La emoción de aquellos encuentros repentinos, pronto se volvió una rutina; un secreto entre dos almas jóvenes que, sin moros aparentes en la costa, se encontraban siempre después de las seis y se despedían antes de las ocho. Ni Miriam ni Leo comprendían cómo lograban esquivar a sus cercanos y seres queridos, creyendo que, a lo mejor, ellos no se daban cuenta de sus pausas en el tiempo. Como quien huye de una boda para ir detrás de quien cree su verdadero amor, así la joven doncella escapaba de sus preceptos, perdiéndose en la ceguera de aquel joven motociclista que pasaba desapercibido de lo que verdaderamente importaba. ¿Acaso su vida tenía algo importante? Por supuesto que sí, pero, él no quería dar un salto de fe. No lo quería.

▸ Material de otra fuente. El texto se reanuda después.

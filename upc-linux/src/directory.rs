//! Peer directory: which configured distributors are reachable, and which one to bind.

use std::sync::Arc;
use std::time::Duration;

use tokio::task::JoinHandle;
use upc_core::peer::{filter_by_features, sole_candidate};
use upc_core::PeerInfo;

use crate::config::{Config, DistributorConfig};
use crate::service::Service;
use crate::transport::{run_connection, AutoRegister, SocketTransport};

/// Distributors whose socket is present.
pub fn scan(distributors: &[DistributorConfig]) -> Vec<PeerInfo> {
    distributors
        .iter()
        .filter(|d| d.socket.exists())
        .map(|d| PeerInfo {
            id: d.id.clone(),
            protocol: d.protocol,
            features: d.features.clone(),
        })
        .collect()
}

/// The configured distributor, or the only available one advertising the required features.
pub fn choose<'a>(cfg: &'a Config, available: &[PeerInfo]) -> Option<&'a DistributorConfig> {
    let id = match &cfg.distributor {
        Some(id) => id.clone(),
        None => {
            let required: Vec<&str> = cfg.required_features.iter().map(String::as_str).collect();
            let candidates = filter_by_features(available, &required);
            sole_candidate(&candidates)?.id.clone()
        }
    };
    cfg.distributors.iter().find(|d| d.id == id)
}

/// Rescan every `scan_interval_secs`. The engine drops a bound distributor that went
/// away; when no connection is running and a distributor can be chosen, one is started.
pub async fn run_directory(
    cfg: Config,
    transport: Arc<SocketTransport>,
    service: Arc<Service>,
    auto: AutoRegister,
) {
    let interval = Duration::from_secs(cfg.scan_interval_secs.max(1));
    let mut active: Option<(String, JoinHandle<()>)> = None;
    loop {
        let available = scan(&cfg.distributors);
        let vanished = active
            .as_ref()
            .is_some_and(|(id, _)| !available.iter().any(|p| &p.id == id));
        if vanished {
            if let Some((id, task)) = active.take() {
                log::info!("distributor {} went away", id);
                task.abort();
            }
        }

        let listed = available.clone();
        service.run(move |c| c.on_peer_list(&listed)).await;

        if active.is_none() {
            if let Some(distributor) = choose(&cfg, &available) {
                log::info!("using distributor {}", distributor.id);
                let task = tokio::spawn(run_connection(
                    distributor.clone(),
                    Arc::clone(&transport),
                    Arc::clone(&service),
                    auto.clone(),
                ));
                active = Some((distributor.id.clone(), task));
            }
        }
        tokio::time::sleep(interval).await;
    }
}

—Mi abuela solía repetirnos a mi hermano y a mí que el corazón es engañoso —fueron las palabras que Miriam le dijo a Leo en una de sus reuniones—. No podemos dejar que sea el corazón quien nos mueva siempre, porque lo que nos parece correcto a veces, en realidad, no lo es.

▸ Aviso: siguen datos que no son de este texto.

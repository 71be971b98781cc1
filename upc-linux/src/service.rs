//! Runs engine calls off the async reactor and routes the resulting actions.
//! Application events go through a channel to a single consumer task, so events
//! produced before the consumer is attached are queued and delivered in order.

use std::sync::Arc;

use tokio::sync::mpsc;
use tokio::task::JoinHandle;
use upc_core::{
    Action, Connector, FailedReason, PushEndpoint, PushEvent, PushMessage, PushReceiver, Transport,
};

pub struct Service {
    connector: Arc<Connector>,
    transport: Arc<dyn Transport>,
    events: mpsc::UnboundedSender<PushEvent>,
}

impl Service {
    /// Returns the service and the receiving end of its event queue.
    pub fn new(
        connector: Arc<Connector>,
        transport: Arc<dyn Transport>,
    ) -> (Self, mpsc::UnboundedReceiver<PushEvent>) {
        let (events, rx) = mpsc::unbounded_channel();
        (
            Self {
                connector,
                transport,
                events,
            },
            rx,
        )
    }

    async fn blocking<R, F>(&self, f: F) -> anyhow::Result<R>
    where
        R: Send + 'static,
        F: FnOnce(&Connector) -> R + Send + 'static,
    {
        let connector = Arc::clone(&self.connector);
        Ok(tokio::task::spawn_blocking(move || f(&connector)).await?)
    }

    /// Run one engine call and perform its actions.
    pub async fn run<F>(&self, f: F)
    where
        F: FnOnce(&Connector) -> Vec<Action> + Send + 'static,
    {
        match self.blocking(f).await {
            Ok(actions) => self.dispatch(actions),
            Err(e) => log::error!("engine task failed: {}", e),
        }
    }

    pub async fn register(
        &self,
        instance: String,
        message_for_peer: Option<String>,
        vapid: Option<String>,
        features: Vec<String>,
    ) -> anyhow::Result<()> {
        let actions = self
            .blocking(move |c| {
                c.register_with_features(
                    &instance,
                    message_for_peer.as_deref(),
                    vapid.as_deref(),
                    &features,
                )
            })
            .await??;
        self.dispatch(actions);
        Ok(())
    }

    fn dispatch(&self, actions: Vec<Action>) {
        for action in actions {
            match action {
                Action::Send { peer_id, message } => self.transport.send(&peer_id, message),
                Action::Deliver(event) => {
                    if self.events.send(event).is_err() {
                        log::warn!("event consumer gone, dropping event");
                    }
                }
            }
        }
    }
}

/// Drain the event queue into `receiver` until every sender is dropped.
pub fn spawn_consumer(
    mut rx: mpsc::UnboundedReceiver<PushEvent>,
    receiver: Arc<dyn PushReceiver>,
) -> JoinHandle<()> {
    tokio::spawn(async move {
        while let Some(event) = rx.recv().await {
            event.dispatch(receiver.as_ref());
        }
    })
}

/// Consumer for the standalone daemon: reports events in the log.
pub struct LogReceiver;

impl PushReceiver for LogReceiver {
    fn on_new_endpoint(&self, endpoint: &PushEndpoint, instance: &str) {
        log::info!("[{}] endpoint {}", instance, endpoint.url);
        if let Some(keys) = &endpoint.pub_key_set {
            log::info!("[{}] p256dh={} auth={}", instance, keys.pub_key, keys.auth);
        }
    }

    fn on_message(&self, message: &PushMessage, instance: &str) {
        if message.verified {
            log::info!(
                "[{}] message: {}",
                instance,
                String::from_utf8_lossy(&message.content)
            );
        } else {
            log::warn!(
                "[{}] unverified message ({} bytes)",
                instance,
                message.content.len()
            );
        }
    }

    fn on_registration_failed(&self, reason: FailedReason, instance: &str) {
        if reason.is_retryable() {
            log::warn!("[{}] registration failed: {}, retry later", instance, reason);
        } else {
            log::error!("[{}] registration failed: {}", instance, reason);
        }
    }

    fn on_unregistered(&self, instance: &str) {
        log::info!("[{}] unregistered", instance);
    }
}

#[cfg(test)]
mod tests {
    use super::*;
    use parking_lot::Mutex;
    use upc_core::{
        ConnectorConfig, DefaultKeyManager, OutboundMessage, PeerProtocol, Store,
    };

    #[derive(Default)]
    struct Recorder {
        sent: Mutex<Vec<OutboundMessage>>,
        events: Mutex<Vec<String>>,
    }

    impl Transport for Recorder {
        fn send(&self, _peer_id: &str, message: OutboundMessage) {
            self.sent.lock().push(message);
        }
    }

    impl PushReceiver for Recorder {
        fn on_new_endpoint(&self, endpoint: &PushEndpoint, instance: &str) {
            self.events.lock().push(format!("endpoint {} {}", instance, endpoint.url));
        }
        fn on_message(&self, _message: &PushMessage, instance: &str) {
            self.events.lock().push(format!("message {}", instance));
        }
        fn on_registration_failed(&self, reason: FailedReason, instance: &str) {
            self.events.lock().push(format!("failed {} {}", instance, reason));
        }
        fn on_unregistered(&self, instance: &str) {
            self.events.lock().push(format!("unregistered {}", instance));
        }
    }

    fn service(recorder: &Arc<Recorder>) -> (Service, mpsc::UnboundedReceiver<PushEvent>) {
        let store = Arc::new(Store::in_memory());
        let keys = Arc::new(DefaultKeyManager::plain(Arc::clone(&store)));
        let connector = Arc::new(Connector::new(store, keys, ConnectorConfig::default()));
        Service::new(connector, recorder.clone())
    }

    #[tokio::test]
    async fn events_queued_until_consumer_attached() {
        let recorder = Arc::new(Recorder::default());
        let (svc, rx) = service(&recorder);
        svc.register("a".into(), None, None, Vec::new()).await.unwrap();
        svc.register("b".into(), None, None, Vec::new()).await.unwrap();
        assert!(recorder.events.lock().is_empty());

        drop(svc);
        spawn_consumer(rx, recorder.clone()).await.unwrap();
        assert_eq!(
            *recorder.events.lock(),
            vec!["failed a NO_PEER_SELECTED", "failed b NO_PEER_SELECTED"]
        );
    }

    #[tokio::test]
    async fn sends_reach_transport() {
        let recorder = Arc::new(Recorder::default());
        let (svc, _rx) = service(&recorder);
        svc.run(|c| c.bind_peer("dist", PeerProtocol::Legacy)).await;
        svc.register("a".into(), Some("hi".into()), None, vec!["bytes".into()])
            .await
            .unwrap();
        let sent = recorder.sent.lock();
        match sent.as_slice() {
            [OutboundMessage::Register { features, .. }] => assert_eq!(features, &["bytes"]),
            other => panic!("expected REGISTER, got {:?}", other),
        }
    }

    #[tokio::test]
    async fn register_error_surfaces() {
        let recorder = Arc::new(Recorder::default());
        let (svc, _rx) = service(&recorder);
        assert!(svc
            .register("a".into(), None, Some("bad".into()), Vec::new())
            .await
            .is_err());
    }
}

Él se había reído, de forma sutil pero incrédula. Y ella lo había mirado con un brillo de esperanza en los ojos que, por desgracia, no pudo conmover al otro. Se dijeron adiós, con el mismo intercambio de caramelos, siendo Miriam quien volvía a creer que no estaba conociendo a Leo por casualidad. Y él, luego de haberla visto entrar a su residencia, se quedó con una extraña sensación. El insomnio volvió a importunarlo aquella noche de luna menguante, tal y como él menguaba su pensar en otra taza de café amargo, atada la vista en el cielo y nada más.

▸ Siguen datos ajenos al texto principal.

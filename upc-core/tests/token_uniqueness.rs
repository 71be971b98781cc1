use std::collections::{BTreeMap, HashSet};
use std::sync::Arc;

use proptest::prelude::*;
use upc_core::{Connector, ConnectorConfig, DefaultKeyManager, PeerProtocol, Store};

#[derive(Debug, Clone)]
enum Op {
    Register(u8),
    Unregister(u8),
}

fn op() -> impl Strategy<Value = Op> {
    prop_oneof![
        (0u8..6).prop_map(Op::Register),
        (0u8..6).prop_map(Op::Unregister),
    ]
}

proptest! {
    #![proptest_config(ProptestConfig::with_cases(32))]

    #[test]
    fn live_tokens_unique_and_stable(ops in proptest::collection::vec(op(), 1..40)) {
        let store = Arc::new(Store::in_memory());
        let keys = Arc::new(DefaultKeyManager::plain(Arc::clone(&store)));
        let c = Connector::new(Arc::clone(&store), keys, ConnectorConfig::default());
        c.bind_peer("dist", PeerProtocol::Legacy);

        let mut live: BTreeMap<String, String> = BTreeMap::new();
        let mut ever: HashSet<String> = HashSet::new();
        for op in ops {
            match op {
                Op::Register(i) => {
                    let instance = format!("i{}", i);
                    c.register(&instance, None, None).unwrap();
                    let token = store.registration(&instance).unwrap().token;
                    match live.get(&instance) {
                        // Re-register keeps the token.
                        Some(prev) => prop_assert_eq!(prev, &token),
                        // A fresh registration never reuses any earlier token.
                        None => prop_assert!(ever.insert(token.clone())),
                    }
                    live.insert(instance, token);
                }
                Op::Unregister(i) => {
                    let instance = format!("i{}", i);
                    c.unregister(&instance);
                    let was_live = live.remove(&instance).is_some();
                    prop_assert!(store.registration(&instance).is_none());
                    if was_live && live.is_empty() {
                        prop_assert!(store.peer().is_none());
                    }
                }
            }
            let tokens: HashSet<_> = store.registrations().into_iter().map(|r| r.token).collect();
            prop_assert_eq!(tokens.len(), live.len());
        }
    }
}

«No existes, ¿cierto? ¿Por qué, entonces, sigo hablándote?», pensó, resignado a aceptar que le hablaba a ese Dios invisible del que Miriam solía hablarle cada tanto.

No se trataba de una casualidad, ni tampoco del hilo rojo o del mismo destino. La vida era una sola, una rutina para algunos, un campo de batalla para otros. Y en aquella terraza, Leo ni siquiera estaba consciente de su vida, ya que se había acostumbrado a despertar cada día sin creerlo un motivo por el cual sentirse agradecido. El reloj le daba igual, el cambio de su sombra durante el transcurso del Sol le daba igual y todo le daba siempre así. Incluso, su mejor amigo había perdido la noción del tiempo por mero contagio suyo. Ya nada les resultaba emocionante ni nuevo. Pero, cómo anhelaban sentirse vivos de alguna manera.

—¿A dónde vas?

—Ya regreso, Xiao.

Pocas eran las veces en que Leo salía a caminar y tomarse un tiempo para él solo, pero como era domingo y la noche volvía a encender las calles, podría reflexionar, pasando desapercibido gracias al encierro de su burbuja. Mas veía con claridad la realidad y, no, no le agradaba ni un poco.

El bulevar estaba cruzando la calle, así que esperó su turno de cruzar, comenzando a sentir que algo no estaba bien. Un mareo lo hizo detenerse de golpe cuando estaba justo cruzando, quedando a merced de los coches en cuanto el semáforo cambió al favor de ellos. Desorientado y diáfano por las luces que le encandilaron la vista, fue que sintió el impacto más desgarrador de su vida. Nunca, ni desde su primera vez cayendo de sus andanzas sobre la motocicleta, había experimentado tal dolor. Cayó al suelo, oyendo que los demás gritaban y las sirenas sonaban, impotentes y rompiéndole los tímpanos. Tal fue su desgracia, que ninguno intentó socorrerlo hasta que la ambulancia que solía pasar por allí acechó la zona del accidente, dándole después los primeros auxilios.

Todo cambió desde entonces. Leo no abrió los ojos en ese momento, pero la muerte huyó de él.